Noting the vast societal confusion over the nature and place of women, Polakovic cited Pope Paul VI, who in 1965, “offered these words in his closing speech to the Second Vatican Council:  “The hour is coming, in fact has come, when the vocation of woman is being achieved in its fullness, the hour in which woman acquires in the world an influence, an effect and a power never hitherto achieved.”

“That is why,” he said, “at this moment when the human race is undergoing so deep a transformation, women impregnated with the spirit of the Gospel can do so much to aid mankind in not falling.” 

Polakovic pointed out that while in the 40 years since the second Vatican Council, the “rights” of women have expanded by leaps and bounds, their “dignity” is misunderstood and often ignored.

Citing so-called “reproductive rights” like abortion, and the scourge of pornography, magazines and media which portray women as mere objects, Polakovic says that women can only find their true dignity in the heart of God, who created them as “unrepeatable mysteries.”

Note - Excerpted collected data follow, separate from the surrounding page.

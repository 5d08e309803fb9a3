//! The immutable in-memory hook catalog
//!
//! A [`HookCatalog`] owns the normalized hooks for its whole lifetime.
//! Every accessor borrows; nothing here mutates the collection after
//! construction.

use std::collections::HashSet;
use std::path::Path;
use tracing::debug;

use super::record::{normalize, NormalizeOptions, RawCatalog, RawHook};
use super::{Hook, HookCategory, HookQuery};
use crate::error::{CatalogError, Result};

/// The dataset shipped with the crate
const BUILTIN_CATALOG: &str = include_str!("../../data/hooks.json");

/// An immutable, ordered collection of hooks
#[derive(Debug, Clone, Default)]
pub struct HookCatalog {
    hooks: Vec<Hook>,
}

impl HookCatalog {
    /// Build a catalog from already-normalized hooks
    ///
    /// Fails if two hooks share an id.
    pub fn new(hooks: Vec<Hook>) -> Result<Self> {
        if let Some(id) = first_duplicate_id(&hooks) {
            return Err(CatalogError::DuplicateId(id.to_string()));
        }

        debug!(count = hooks.len(), "Hook catalog constructed");
        Ok(Self { hooks })
    }

    /// Normalize raw records and build a catalog from them
    pub fn from_records(records: Vec<RawHook>, options: NormalizeOptions) -> Result<Self> {
        Self::new(normalize(records, options)?)
    }

    /// Parse a stored catalog document
    pub fn from_json(content: &str, options: NormalizeOptions) -> Result<Self> {
        let raw = RawCatalog::from_json(content)?;
        Self::from_records(raw.into_records(), options)
    }

    /// Load a stored catalog document from disk
    pub fn from_file(path: &Path, options: NormalizeOptions) -> Result<Self> {
        let content = std::fs::read_to_string(path).map_err(|source| CatalogError::Read {
            path: path.to_path_buf(),
            source,
        })?;

        debug!("Loading hook catalog from {}", path.display());
        Self::from_json(&content, options)
    }

    /// The dataset embedded in this crate
    pub fn builtin(options: NormalizeOptions) -> Result<Self> {
        Self::from_json(BUILTIN_CATALOG, options)
    }

    /// All hooks, in source order
    pub fn all_hooks(&self) -> &[Hook] {
        &self.hooks
    }

    /// Hooks whose category is named `category`, in source order
    ///
    /// Returns an empty list when the name is not a known category.
    pub fn hooks_by_category(&self, category: &str) -> Vec<&Hook> {
        self.hooks
            .iter()
            .filter(|hook| hook.category.as_str() == category)
            .collect()
    }

    /// Hooks in the given category, in source order
    pub fn hooks_in(&self, category: HookCategory) -> Vec<&Hook> {
        self.hooks
            .iter()
            .filter(|hook| hook.category == category)
            .collect()
    }

    /// Hooks flagged as featured, in source order
    pub fn featured_hooks(&self) -> Vec<&Hook> {
        self.hooks.iter().filter(|hook| hook.featured).collect()
    }

    /// Look up a hook by id
    pub fn get(&self, id: &str) -> Option<&Hook> {
        self.hooks.iter().find(|hook| hook.id == id)
    }

    /// Number of hooks in every category, zero counts included
    pub fn category_counts(&self) -> Vec<(HookCategory, usize)> {
        HookCategory::ALL
            .iter()
            .map(|&category| {
                let count = self.hooks.iter().filter(|h| h.category == category).count();
                (category, count)
            })
            .collect()
    }

    /// Run a query over the whole catalog
    pub fn query(&self, query: &HookQuery) -> Vec<&Hook> {
        query.apply(&self.hooks)
    }

    pub fn len(&self) -> usize {
        self.hooks.len()
    }

    pub fn is_empty(&self) -> bool {
        self.hooks.is_empty()
    }
}

fn first_duplicate_id(hooks: &[Hook]) -> Option<&str> {
    let mut seen = HashSet::with_capacity(hooks.len());
    hooks
        .iter()
        .map(|hook| hook.id.as_str())
        .find(|id| !seen.insert(*id))
}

Kristin Shearer, a former executive assistant with ENDOW recalled a recent talk that she had with a group of high school students. She told CNA that “after the girls had silently walked around and looked at the "Wall of Lies"  (a compilation of magazine cut outs showing how women tend to be objectified in the media today) - I asked them what they thought.  One girl said, “those women don't truly know who they are, and those

pictures do not show who they really are either.”

The response, she said, was a perfect lead-in for sharing the message about who the girls “really are as daughters of God.  Before I even said a thing it seemed that she already knew that your dignity does not come from the world, it comes from God.”

It is that message, say the ENDOW leaders, that they want to bring out of the hearts of the young people they work with.